From the listing below, retype exactly the line holding "filename amqpool/src/lib.rs", the line holding "its handshake, and", and the lines between them; skip everything else.
=== Material provided ===
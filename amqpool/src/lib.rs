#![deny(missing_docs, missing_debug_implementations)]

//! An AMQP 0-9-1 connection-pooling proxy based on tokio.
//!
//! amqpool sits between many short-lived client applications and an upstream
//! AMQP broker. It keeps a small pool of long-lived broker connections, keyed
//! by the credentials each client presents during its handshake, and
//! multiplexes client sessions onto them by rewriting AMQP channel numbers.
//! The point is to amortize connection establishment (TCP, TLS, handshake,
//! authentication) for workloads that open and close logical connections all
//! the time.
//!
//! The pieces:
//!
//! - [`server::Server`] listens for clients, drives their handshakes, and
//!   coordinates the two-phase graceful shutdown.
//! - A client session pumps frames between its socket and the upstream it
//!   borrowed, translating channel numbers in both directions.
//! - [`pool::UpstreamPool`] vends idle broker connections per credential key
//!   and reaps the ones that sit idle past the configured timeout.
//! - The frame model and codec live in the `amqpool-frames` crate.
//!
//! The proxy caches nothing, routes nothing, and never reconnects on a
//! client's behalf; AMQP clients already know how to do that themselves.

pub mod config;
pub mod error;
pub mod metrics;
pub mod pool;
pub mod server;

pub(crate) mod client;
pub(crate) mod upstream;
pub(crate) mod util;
===
=== Material provided ===
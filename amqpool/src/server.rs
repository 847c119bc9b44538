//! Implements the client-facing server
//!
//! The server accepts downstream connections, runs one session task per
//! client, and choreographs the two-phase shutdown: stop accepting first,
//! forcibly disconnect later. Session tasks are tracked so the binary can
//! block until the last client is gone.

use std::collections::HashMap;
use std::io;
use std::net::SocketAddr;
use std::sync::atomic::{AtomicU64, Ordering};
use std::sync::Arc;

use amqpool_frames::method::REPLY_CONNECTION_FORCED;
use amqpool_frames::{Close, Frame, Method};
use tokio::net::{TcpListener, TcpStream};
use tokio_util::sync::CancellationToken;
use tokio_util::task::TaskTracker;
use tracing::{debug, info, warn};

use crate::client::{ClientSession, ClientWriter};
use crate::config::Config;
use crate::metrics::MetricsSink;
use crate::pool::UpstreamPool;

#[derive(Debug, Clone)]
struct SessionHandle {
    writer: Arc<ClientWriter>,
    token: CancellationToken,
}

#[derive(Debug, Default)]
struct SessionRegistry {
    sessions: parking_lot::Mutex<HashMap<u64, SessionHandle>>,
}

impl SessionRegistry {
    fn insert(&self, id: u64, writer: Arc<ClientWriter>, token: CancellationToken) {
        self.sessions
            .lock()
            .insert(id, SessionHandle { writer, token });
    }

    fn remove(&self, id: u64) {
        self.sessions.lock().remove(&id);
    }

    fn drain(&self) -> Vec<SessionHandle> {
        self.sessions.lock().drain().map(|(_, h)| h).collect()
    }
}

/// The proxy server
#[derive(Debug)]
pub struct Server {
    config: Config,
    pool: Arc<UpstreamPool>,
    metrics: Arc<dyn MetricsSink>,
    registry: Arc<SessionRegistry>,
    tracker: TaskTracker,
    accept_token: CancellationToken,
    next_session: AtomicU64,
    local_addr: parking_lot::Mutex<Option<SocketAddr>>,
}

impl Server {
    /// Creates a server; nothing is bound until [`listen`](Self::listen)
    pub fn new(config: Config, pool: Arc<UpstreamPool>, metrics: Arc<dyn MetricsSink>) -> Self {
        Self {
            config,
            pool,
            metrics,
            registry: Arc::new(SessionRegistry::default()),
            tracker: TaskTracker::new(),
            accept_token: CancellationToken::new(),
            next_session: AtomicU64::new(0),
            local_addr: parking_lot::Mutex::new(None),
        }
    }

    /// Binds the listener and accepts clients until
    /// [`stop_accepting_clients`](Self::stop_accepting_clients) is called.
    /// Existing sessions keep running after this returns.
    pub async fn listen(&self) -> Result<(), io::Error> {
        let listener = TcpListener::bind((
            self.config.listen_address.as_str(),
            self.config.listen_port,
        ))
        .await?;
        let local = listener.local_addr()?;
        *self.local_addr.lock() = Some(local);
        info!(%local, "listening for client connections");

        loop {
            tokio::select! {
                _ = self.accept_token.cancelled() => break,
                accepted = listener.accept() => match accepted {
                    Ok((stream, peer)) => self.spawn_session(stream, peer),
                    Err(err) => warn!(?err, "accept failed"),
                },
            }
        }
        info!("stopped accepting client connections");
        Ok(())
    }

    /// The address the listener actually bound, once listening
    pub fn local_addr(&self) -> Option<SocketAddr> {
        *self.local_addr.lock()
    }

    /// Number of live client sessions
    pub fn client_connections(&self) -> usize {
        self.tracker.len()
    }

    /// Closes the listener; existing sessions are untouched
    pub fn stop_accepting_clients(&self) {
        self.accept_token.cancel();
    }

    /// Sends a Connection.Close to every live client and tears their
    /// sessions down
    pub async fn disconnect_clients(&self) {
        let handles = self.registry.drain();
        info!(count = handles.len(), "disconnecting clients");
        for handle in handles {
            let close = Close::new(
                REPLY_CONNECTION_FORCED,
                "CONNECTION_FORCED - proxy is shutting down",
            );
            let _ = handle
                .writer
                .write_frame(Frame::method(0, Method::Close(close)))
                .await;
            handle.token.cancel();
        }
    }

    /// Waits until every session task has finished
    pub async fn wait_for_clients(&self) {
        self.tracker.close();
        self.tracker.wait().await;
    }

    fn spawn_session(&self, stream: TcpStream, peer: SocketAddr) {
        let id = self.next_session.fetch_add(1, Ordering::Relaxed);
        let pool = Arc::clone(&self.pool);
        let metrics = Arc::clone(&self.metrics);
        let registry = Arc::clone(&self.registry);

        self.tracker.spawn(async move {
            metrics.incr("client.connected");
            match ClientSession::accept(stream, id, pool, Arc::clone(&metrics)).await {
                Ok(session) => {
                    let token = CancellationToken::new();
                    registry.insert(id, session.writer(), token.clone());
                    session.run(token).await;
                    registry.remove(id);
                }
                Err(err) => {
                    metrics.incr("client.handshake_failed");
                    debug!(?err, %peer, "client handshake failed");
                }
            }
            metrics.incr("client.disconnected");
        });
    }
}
===
=== Material provided ===
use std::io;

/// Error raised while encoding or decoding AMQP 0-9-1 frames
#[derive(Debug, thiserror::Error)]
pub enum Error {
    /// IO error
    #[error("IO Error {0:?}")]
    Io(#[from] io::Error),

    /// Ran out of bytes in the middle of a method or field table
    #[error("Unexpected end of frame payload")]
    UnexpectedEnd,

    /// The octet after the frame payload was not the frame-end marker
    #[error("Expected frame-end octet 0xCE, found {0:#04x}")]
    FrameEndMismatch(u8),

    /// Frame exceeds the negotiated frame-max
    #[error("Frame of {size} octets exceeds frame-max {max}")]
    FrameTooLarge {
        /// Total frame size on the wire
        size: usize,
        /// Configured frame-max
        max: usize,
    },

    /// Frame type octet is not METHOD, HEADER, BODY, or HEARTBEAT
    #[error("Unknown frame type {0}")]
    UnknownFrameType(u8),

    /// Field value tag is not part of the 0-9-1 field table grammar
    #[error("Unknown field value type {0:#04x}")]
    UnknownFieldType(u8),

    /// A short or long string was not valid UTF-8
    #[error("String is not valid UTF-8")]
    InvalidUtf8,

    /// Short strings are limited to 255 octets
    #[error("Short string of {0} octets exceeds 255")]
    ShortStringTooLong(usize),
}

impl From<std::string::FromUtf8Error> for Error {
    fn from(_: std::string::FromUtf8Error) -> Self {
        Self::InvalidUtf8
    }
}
===
## Response box
filename amqpool/src/lib.rs
#![deny(missing_docs, missing_debug_implementations)]

//! An AMQP 0-9-1 connection-pooling proxy based on tokio.
//!
//! amqpool sits between many short-lived client applications and an upstream
//! AMQP broker. It keeps a small pool of long-lived broker connections, keyed
//! by the credentials each client presents during its handshake, and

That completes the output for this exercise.